[Saved data entries]
*** Block opens ***

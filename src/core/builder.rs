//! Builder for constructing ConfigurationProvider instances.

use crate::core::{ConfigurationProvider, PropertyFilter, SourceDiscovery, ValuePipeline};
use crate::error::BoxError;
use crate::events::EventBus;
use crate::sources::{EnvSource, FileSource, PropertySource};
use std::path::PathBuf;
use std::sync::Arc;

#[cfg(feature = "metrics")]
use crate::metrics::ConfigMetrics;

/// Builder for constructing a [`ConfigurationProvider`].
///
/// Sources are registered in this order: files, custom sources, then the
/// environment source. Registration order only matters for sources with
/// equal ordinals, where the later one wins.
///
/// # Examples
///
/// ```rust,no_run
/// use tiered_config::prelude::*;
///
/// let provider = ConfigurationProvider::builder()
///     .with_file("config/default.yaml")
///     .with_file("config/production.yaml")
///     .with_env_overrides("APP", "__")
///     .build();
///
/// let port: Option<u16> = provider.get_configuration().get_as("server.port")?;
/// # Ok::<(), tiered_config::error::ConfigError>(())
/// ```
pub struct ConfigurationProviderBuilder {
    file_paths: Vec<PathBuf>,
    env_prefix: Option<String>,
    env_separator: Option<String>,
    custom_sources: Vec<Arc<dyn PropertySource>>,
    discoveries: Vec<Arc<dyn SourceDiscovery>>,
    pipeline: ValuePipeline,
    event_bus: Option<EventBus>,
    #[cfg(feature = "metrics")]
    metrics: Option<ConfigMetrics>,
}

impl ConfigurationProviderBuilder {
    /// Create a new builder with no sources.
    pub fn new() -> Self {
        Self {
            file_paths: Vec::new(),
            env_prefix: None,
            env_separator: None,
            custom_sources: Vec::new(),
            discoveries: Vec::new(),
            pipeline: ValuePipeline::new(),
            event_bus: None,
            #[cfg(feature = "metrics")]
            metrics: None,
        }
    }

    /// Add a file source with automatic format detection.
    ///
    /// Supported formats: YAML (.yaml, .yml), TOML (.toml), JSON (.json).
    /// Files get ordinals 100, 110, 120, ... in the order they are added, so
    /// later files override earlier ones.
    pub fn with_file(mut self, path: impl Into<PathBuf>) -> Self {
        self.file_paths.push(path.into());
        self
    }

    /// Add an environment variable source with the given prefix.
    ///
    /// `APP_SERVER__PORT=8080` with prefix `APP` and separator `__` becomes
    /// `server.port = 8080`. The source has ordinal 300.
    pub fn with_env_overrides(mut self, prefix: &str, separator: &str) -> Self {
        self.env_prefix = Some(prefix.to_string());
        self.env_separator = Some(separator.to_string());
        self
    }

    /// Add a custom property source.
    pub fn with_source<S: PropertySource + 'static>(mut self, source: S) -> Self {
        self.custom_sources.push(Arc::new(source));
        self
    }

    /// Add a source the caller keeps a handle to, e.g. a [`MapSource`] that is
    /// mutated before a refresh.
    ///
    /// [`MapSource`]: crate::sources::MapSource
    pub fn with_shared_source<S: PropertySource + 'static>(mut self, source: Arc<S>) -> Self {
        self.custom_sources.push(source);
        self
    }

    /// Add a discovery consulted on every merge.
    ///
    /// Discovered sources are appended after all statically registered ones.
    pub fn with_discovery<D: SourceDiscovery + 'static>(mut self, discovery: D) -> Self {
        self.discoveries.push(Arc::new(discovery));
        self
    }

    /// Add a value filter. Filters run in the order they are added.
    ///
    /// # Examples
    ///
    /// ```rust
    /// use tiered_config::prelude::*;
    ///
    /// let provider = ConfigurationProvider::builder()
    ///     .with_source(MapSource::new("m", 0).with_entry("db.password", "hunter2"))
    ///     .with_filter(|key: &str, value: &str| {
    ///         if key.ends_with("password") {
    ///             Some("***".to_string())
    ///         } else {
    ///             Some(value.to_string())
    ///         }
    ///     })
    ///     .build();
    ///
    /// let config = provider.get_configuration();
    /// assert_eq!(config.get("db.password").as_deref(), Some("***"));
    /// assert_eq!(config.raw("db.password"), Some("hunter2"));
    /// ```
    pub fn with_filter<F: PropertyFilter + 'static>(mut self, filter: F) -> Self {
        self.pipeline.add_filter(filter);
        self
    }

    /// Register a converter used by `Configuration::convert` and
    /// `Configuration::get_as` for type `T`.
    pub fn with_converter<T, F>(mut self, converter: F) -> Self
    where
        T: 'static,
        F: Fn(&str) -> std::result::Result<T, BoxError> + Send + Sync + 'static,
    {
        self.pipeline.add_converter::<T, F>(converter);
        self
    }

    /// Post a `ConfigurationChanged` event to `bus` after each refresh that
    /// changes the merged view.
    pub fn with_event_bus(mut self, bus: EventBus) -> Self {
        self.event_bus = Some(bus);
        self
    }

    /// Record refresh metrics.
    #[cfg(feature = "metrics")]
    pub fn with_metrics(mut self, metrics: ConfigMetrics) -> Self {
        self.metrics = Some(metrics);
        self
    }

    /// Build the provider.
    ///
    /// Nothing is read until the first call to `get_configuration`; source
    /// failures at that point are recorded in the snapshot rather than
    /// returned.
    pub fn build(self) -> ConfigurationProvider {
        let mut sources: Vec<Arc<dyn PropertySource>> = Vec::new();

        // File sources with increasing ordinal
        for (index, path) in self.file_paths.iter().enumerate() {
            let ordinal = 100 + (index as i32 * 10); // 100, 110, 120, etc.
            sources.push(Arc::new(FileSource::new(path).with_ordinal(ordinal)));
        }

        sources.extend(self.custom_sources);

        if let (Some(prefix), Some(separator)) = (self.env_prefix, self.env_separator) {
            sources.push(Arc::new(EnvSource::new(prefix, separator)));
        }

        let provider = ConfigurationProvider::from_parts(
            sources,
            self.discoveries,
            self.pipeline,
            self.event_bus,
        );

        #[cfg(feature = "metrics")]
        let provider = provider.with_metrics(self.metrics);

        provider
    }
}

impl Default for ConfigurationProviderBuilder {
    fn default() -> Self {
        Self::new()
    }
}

*** Block closes ***

REQUIRED WORK » Filter the entries down to the lines containing "EventBus". Copy each of those lines.

EXERCISE OUTPUT »
use crate::events::EventBus;
    event_bus: Option<EventBus>,
    pub fn with_event_bus(mut self, bus: EventBus) -> Self {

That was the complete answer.